> **Instructions for the task**
Among the entries that follow, the required portion opens with the line containing "filename benches/benchmark/common/mod.rs" and closes with the line containing "Some(v) if v.contains('@') &&". Give that portion again exactly, and nothing else.

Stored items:
- Opening Delimiter -

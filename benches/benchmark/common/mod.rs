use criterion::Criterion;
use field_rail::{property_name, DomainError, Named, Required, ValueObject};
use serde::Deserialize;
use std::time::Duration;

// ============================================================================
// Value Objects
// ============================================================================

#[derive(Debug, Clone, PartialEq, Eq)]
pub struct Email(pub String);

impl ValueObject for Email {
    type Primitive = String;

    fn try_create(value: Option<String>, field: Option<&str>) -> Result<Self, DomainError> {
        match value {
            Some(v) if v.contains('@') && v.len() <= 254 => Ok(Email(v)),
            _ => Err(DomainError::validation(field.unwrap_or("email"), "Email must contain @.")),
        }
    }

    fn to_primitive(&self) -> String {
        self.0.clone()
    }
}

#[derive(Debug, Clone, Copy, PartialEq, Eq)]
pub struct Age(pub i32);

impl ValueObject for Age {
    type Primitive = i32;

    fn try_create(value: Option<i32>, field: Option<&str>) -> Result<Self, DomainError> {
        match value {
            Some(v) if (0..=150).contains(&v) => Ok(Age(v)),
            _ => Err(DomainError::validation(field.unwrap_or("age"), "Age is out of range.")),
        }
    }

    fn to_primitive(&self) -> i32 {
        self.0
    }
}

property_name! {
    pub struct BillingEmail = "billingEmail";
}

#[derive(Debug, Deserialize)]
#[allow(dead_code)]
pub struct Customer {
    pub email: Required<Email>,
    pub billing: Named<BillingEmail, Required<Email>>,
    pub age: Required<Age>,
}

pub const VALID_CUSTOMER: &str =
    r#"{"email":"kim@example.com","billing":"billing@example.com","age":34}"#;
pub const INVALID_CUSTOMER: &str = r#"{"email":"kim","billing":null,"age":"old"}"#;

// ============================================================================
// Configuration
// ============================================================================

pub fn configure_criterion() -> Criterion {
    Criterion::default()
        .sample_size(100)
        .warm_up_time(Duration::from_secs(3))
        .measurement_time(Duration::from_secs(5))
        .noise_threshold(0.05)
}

- Closing Delimiter -
- Opening Delimiter -

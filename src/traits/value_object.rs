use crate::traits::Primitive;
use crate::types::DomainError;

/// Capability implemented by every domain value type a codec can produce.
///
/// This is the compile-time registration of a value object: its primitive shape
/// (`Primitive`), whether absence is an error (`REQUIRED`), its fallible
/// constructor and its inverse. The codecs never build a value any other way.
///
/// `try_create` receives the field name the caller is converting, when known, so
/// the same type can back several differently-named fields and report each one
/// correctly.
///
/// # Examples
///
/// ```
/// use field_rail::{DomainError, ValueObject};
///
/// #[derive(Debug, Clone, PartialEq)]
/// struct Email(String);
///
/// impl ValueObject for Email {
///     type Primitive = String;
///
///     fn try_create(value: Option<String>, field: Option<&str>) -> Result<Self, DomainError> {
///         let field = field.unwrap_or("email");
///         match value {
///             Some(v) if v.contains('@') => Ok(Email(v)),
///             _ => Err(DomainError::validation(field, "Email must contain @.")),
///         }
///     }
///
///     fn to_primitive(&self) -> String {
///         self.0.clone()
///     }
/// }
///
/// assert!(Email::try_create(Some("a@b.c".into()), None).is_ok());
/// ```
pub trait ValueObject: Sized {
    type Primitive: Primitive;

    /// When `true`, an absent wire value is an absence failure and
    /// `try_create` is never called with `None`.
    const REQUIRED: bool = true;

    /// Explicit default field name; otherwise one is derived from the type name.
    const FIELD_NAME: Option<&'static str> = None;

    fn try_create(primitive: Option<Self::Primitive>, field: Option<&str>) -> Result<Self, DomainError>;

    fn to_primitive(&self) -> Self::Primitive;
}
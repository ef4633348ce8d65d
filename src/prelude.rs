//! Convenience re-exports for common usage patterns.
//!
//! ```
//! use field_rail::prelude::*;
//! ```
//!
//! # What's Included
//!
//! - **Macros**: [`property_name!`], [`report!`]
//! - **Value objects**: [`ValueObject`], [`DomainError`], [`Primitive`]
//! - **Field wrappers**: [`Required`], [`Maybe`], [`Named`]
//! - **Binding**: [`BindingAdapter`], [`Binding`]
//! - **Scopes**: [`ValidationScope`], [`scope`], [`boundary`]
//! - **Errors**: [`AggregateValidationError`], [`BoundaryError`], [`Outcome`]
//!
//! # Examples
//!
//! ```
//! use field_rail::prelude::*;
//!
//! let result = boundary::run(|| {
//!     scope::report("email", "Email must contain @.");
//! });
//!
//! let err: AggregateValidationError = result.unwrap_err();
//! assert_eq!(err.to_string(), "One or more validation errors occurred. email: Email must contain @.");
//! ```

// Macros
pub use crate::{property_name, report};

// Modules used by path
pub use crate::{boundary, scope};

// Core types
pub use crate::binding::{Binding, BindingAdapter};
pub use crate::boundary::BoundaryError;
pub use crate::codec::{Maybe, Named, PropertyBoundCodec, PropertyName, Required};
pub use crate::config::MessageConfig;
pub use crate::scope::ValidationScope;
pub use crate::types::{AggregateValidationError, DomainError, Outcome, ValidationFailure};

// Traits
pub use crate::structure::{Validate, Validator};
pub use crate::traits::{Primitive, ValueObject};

- Closing Delimiter -
- Opening Delimiter -

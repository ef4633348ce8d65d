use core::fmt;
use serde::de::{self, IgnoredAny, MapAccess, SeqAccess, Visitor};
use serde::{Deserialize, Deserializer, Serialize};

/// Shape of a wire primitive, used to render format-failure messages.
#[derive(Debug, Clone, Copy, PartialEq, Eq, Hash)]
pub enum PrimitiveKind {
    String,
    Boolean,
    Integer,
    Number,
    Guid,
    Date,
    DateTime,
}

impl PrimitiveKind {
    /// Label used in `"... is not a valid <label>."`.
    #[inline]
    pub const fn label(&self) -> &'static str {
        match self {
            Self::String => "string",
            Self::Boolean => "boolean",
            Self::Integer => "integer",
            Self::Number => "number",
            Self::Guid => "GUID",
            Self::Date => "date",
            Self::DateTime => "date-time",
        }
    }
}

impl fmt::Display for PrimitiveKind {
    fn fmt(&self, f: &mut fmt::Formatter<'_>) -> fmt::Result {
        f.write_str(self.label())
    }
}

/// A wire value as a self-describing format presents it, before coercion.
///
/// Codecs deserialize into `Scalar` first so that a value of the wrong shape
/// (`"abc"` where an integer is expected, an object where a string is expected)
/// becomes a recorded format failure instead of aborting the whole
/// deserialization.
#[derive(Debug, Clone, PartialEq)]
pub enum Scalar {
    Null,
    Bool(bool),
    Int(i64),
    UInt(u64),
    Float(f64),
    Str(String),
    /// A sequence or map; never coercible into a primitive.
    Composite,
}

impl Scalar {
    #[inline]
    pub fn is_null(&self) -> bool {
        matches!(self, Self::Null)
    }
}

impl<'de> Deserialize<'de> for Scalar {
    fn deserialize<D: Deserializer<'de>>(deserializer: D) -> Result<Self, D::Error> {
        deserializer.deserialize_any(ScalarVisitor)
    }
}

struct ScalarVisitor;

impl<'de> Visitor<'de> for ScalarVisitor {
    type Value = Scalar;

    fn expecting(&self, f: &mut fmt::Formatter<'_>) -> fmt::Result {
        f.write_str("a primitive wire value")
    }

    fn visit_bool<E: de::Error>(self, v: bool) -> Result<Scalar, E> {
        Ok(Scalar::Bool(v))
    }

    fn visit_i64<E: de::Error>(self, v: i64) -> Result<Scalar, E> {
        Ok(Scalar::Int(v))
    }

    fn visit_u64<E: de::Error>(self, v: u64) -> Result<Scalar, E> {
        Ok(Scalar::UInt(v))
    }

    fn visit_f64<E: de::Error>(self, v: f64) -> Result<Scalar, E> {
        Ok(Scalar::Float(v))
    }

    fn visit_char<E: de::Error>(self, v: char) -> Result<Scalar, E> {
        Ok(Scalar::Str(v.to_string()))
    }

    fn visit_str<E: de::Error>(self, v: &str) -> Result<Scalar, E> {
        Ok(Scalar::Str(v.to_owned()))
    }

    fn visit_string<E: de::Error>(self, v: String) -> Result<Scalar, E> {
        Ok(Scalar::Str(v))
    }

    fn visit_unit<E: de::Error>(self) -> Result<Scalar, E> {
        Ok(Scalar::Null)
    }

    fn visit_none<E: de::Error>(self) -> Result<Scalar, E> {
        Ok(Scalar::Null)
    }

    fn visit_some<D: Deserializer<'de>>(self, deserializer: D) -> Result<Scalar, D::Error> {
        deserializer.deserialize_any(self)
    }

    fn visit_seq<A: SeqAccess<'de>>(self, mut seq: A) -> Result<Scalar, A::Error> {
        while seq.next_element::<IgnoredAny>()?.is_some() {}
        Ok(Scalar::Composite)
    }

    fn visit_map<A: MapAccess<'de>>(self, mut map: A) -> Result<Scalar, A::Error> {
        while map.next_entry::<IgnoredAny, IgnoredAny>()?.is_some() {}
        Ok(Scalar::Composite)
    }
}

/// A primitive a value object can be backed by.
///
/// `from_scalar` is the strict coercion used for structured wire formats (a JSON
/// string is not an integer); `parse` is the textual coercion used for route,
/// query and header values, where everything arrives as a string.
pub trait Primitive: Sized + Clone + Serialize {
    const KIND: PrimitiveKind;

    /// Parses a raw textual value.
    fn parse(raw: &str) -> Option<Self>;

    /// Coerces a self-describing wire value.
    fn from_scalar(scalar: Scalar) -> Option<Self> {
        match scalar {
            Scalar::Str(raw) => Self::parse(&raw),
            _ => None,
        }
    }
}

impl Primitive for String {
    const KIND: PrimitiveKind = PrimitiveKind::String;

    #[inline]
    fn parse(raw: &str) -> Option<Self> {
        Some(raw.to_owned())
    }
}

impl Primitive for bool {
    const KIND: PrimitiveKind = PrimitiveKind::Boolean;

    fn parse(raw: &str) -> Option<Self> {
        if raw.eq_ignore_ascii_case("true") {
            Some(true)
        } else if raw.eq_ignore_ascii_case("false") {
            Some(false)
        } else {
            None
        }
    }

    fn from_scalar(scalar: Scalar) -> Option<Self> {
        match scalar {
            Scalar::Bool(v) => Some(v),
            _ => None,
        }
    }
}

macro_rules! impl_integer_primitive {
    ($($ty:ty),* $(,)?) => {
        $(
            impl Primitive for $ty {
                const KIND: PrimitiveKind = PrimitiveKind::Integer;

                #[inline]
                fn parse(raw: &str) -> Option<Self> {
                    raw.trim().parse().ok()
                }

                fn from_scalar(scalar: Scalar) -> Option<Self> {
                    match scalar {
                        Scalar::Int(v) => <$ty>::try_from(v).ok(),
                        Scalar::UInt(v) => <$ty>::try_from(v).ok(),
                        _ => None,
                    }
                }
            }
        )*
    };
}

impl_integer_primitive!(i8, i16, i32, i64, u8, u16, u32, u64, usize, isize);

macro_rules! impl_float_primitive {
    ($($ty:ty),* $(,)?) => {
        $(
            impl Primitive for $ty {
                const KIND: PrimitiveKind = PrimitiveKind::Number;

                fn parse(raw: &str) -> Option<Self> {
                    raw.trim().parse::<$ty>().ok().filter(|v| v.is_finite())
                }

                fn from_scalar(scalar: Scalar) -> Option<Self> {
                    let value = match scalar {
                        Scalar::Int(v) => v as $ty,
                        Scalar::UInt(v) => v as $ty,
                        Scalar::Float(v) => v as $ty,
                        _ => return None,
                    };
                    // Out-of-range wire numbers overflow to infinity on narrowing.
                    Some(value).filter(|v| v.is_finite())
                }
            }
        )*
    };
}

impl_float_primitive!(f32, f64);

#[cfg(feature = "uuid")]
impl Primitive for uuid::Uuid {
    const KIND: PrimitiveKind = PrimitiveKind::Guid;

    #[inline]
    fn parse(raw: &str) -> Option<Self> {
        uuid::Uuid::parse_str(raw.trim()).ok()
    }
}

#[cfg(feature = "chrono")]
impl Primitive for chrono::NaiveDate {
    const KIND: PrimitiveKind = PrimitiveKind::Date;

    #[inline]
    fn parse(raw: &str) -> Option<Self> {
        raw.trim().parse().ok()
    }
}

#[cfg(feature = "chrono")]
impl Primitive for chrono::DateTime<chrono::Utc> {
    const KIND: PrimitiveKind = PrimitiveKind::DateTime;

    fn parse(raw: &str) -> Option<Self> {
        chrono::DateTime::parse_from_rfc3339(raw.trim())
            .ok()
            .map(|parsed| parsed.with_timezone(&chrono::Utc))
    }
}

- Closing Delimiter -

> **Response area**
filename benches/benchmark/common/mod.rs
use criterion::Criterion;
use field_rail::{property_name, DomainError, Named, Required, ValueObject};
use serde::Deserialize;
use std::time::Duration;

// ============================================================================
// Value Objects
// ============================================================================

#[derive(Debug, Clone, PartialEq, Eq)]
pub struct Email(pub String);

impl ValueObject for Email {
    type Primitive = String;

    fn try_create(value: Option<String>, field: Option<&str>) -> Result<Self, DomainError> {
        match value {
            Some(v) if v.contains('@') && v.len() <= 254 => Ok(Email(v)),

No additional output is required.